Single by Girlicious

from the album Rebuilt
- Released: April 6, 2010
- Recorded: 2009
- Genre: Dance-pop
- Length: 3:14
- Label: Universal Music Canada
- Songwriters: Brent Paschke; Drew Ryan Scott; Joacim Persson;

Girlicious singles chronology
| "Over You" (2010) | "Maniac" (2010) | "2 in the Morning" (2010) |

Music video
- "Maniac" on YouTube

= Maniac (Girlicious song) =

"Maniac" is a song performed by American girl group Girlicious. It was released as the second single from their second studio album, Rebuilt (2010). It was digitally released on April 6, 2010, and reached number 74 on the Canadian Hot 100.

==Composition==
"Maniac" was written by Brent Paschke, Drew Ryan Scott and Joacim Persson. Natalie Mejia explained the main concept behind the song saying, "It is just about a love that kind of drives you crazy. You know how love can be. It is a universal law". Nichole Cordova later added, "We've all been through that crazy love, so that's what the song is about."

==Live performances==
The single was performed for the first time on March 12, 2010, at CHUM FM FanFest 2010. On June 4, they performed the single at Toronto Pride.

==Release==
On March 22, 2010, a 1:30 snippet of the song premiered on Girlicious' official website and MySpace. The single was digitally released on April 6, 2010.

==Music video==
===Background===

Girlicious dancing in the music video.

The music video for "Maniac" was shot on April 6, 2010, in East Los Angeles, California at the Linda Vista Community Hospital. The video was directed by Kyle Davison. It premiered on May 4, 2010. The girls were featured in a special "On Set" with Much Music where the video initially premiered. While shooting the "On Set" the girls explained the main concept behind the video, "Basically were the patients, [...] we act as if were insane, mad women. It's new, it's exciting, it's something we haven't done yet." On the Brazilian site POPline, it became the most requested and watched video ever, with more than 200,000 views. This was the last music video to feature the group before their disbandment in 2011.

===Synopsis===
The video starts off with the three girls seen in separate cages dancing. It then cuts to Chrystina's respective solo where she is seen on an operating room table surrounded by male dancers. The following scene shows all three girls performing choreography while walking down a hallway. Nichole in her respective solo, is seen on a bed singing her verses while being loured by male dancers.

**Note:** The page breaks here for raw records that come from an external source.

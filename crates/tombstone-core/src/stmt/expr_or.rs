use super::*;

use std::ops;

#[derive(Debug, Clone, PartialEq)]
pub struct ExprOr {
    pub operands: Vec<Expr>,
}

impl Expr {
    pub fn or(lhs: impl Into<Expr>, rhs: impl Into<Expr>) -> Expr {
        let mut lhs = lhs.into();
        let rhs = rhs.into();

        match (&mut lhs, rhs) {
            (Expr::Or(lhs_or), Expr::Or(rhs_or)) => {
                lhs_or.operands.extend(rhs_or.operands);
                lhs
            }
            (Expr::Or(lhs_or), rhs) => {
                lhs_or.operands.push(rhs);
                lhs
            }
            (_, Expr::Or(mut rhs_or)) => {
                rhs_or.operands.insert(0, lhs);
                rhs_or.into()
            }
            (_, rhs) => ExprOr {
                operands: vec![lhs, rhs],
            }
            .into(),
        }
    }

    /// Wraps `expr` in a single-operand OR group. Inside a WHERE clause the
    /// group is joined to the conditions before it with `OR` instead of
    /// `AND`.
    pub fn or_chained(expr: impl Into<Expr>) -> Expr {
        ExprOr {
            operands: vec![expr.into()],
        }
        .into()
    }
}

impl ops::Deref for ExprOr {
    type Target = [Expr];

    fn deref(&self) -> &Self::Target {
        self.operands.deref()
    }
}

impl<'a> IntoIterator for &'a ExprOr {
    type IntoIter = std::slice::Iter<'a, Expr>;
    type Item = &'a Expr;

    fn into_iter(self) -> Self::IntoIter {
        self.operands.iter()
    }
}

impl From<ExprOr> for Expr {
    fn from(value: ExprOr) -> Self {
        Expr::Or(value)
    }
}
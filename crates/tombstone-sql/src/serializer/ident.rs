use super::{Formatter, Params, ToSql};

/// A quoted identifier.
pub(super) struct Ident<S>(pub(super) S);

impl<S: AsRef<str>> ToSql for Ident<S> {
    fn to_sql<T: Params>(self, f: &mut Formatter<'_, T>) {
        let quote = if f.serializer.is_mysql() { '`' } else { '"' };

        f.dst.push(quote);
        for c in self.0.as_ref().chars() {
            if c == quote {
                f.dst.push(quote);
            }
            f.dst.push(c);
        }
        f.dst.push(quote);
    }
}
use chrono::{DateTime, SecondsFormat, Utc};
use rusqlite::{
    types::{ToSql, ToSqlOutput, Value as SqlValue, ValueRef},
    Row,
};
use tombstone_core::{
    stmt::{self, Value as CoreValue},
    Error, Result,
};

#[derive(Debug)]
pub struct Value(CoreValue);

impl From<CoreValue> for Value {
    fn from(value: CoreValue) -> Self {
        Self(value)
    }
}

impl Value {
    /// Converts this SQLite driver value into the core value.
    pub fn into_inner(self) -> CoreValue {
        self.0
    }

    /// Converts a SQLite value within a row to a core value. Without a type
    /// hint the value is decoded by its storage class.
    pub fn from_sql(row: &Row, index: usize, ty: Option<&stmt::Type>) -> Result<Self> {
        let value: SqlValue = row.get(index).map_err(Error::driver_operation_failed)?;

        let core_value = match value {
            SqlValue::Null => stmt::Value::Null,
            SqlValue::Integer(value) => match ty {
                Some(stmt::Type::Bool) => stmt::Value::Bool(value != 0),
                Some(stmt::Type::I64) | None => stmt::Value::I64(value),
                Some(ty) => {
                    return Err(Error::type_conversion(stmt::Value::I64(value), type_name(ty)))
                }
            },
            SqlValue::Text(value) => match ty {
                Some(stmt::Type::Timestamp) => {
                    let timestamp = DateTime::parse_from_rfc3339(&value)
                        .map_err(Error::driver_operation_failed)?;
                    stmt::Value::Timestamp(timestamp.with_timezone(&Utc))
                }
                _ => stmt::Value::String(value),
            },
            SqlValue::Real(value) => {
                return Err(Error::driver_operation_failed(UnsupportedValue(format!(
                    "REAL column value {value}"
                ))))
            }
            SqlValue::Blob(_) => {
                return Err(Error::driver_operation_failed(UnsupportedValue(
                    "BLOB column value".to_string(),
                )))
            }
        };

        Ok(Value(core_value))
    }
}

impl ToSql for Value {
    fn to_sql(&self) -> rusqlite::Result<ToSqlOutput<'_>> {
        use stmt::Value;

        match &self.0 {
            Value::Bool(true) => Ok(ToSqlOutput::Owned(SqlValue::Integer(1))),
            Value::Bool(false) => Ok(ToSqlOutput::Owned(SqlValue::Integer(0))),
            Value::I64(v) => Ok(ToSqlOutput::Owned(SqlValue::Integer(*v))),
            Value::String(v) => Ok(ToSqlOutput::Borrowed(ValueRef::Text(v.as_bytes()))),
            Value::Timestamp(v) => Ok(ToSqlOutput::Owned(SqlValue::Text(
                v.to_rfc3339_opts(SecondsFormat::AutoSi, true),
            ))),
            Value::Null => Ok(ToSqlOutput::Owned(SqlValue::Null)),
            Value::List(_) | Value::Record(_) => Err(rusqlite::Error::ToSqlConversionFailure(
                Box::new(UnsupportedValue(format!(
                    "{} cannot be bound as a parameter",
                    self.0.kind_name()
                ))),
            )),
        }
    }
}

fn type_name(ty: &stmt::Type) -> &'static str {
    match ty {
        stmt::Type::Bool => "Bool",
        stmt::Type::I64 => "I64",
        stmt::Type::String => "String",
        stmt::Type::Timestamp => "Timestamp",
    }
}

#[derive(Debug)]
struct UnsupportedValue(String);

impl std::error::Error for UnsupportedValue {}

impl std::fmt::Display for UnsupportedValue {
    fn fmt(&self, f: &mut std::fmt::Formatter<'_>) -> std::fmt::Result {
        write!(f, "unsupported value: {}", self.0)
    }
}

After another scene of choreography in water this time, the video cuts to Natalie's respective solo; She is seen in a corner with a spotlight on her with male backup dancers. In the final scene, the girls and male dancers are seen performing more choreography until the girls are eventually locked up by the male dancers.

==Charts==
On the week of May 25, 2010, "Maniac" entered and peaked on the Canadian Hot 100 at number seventy-four. It remained on the chart for two weeks.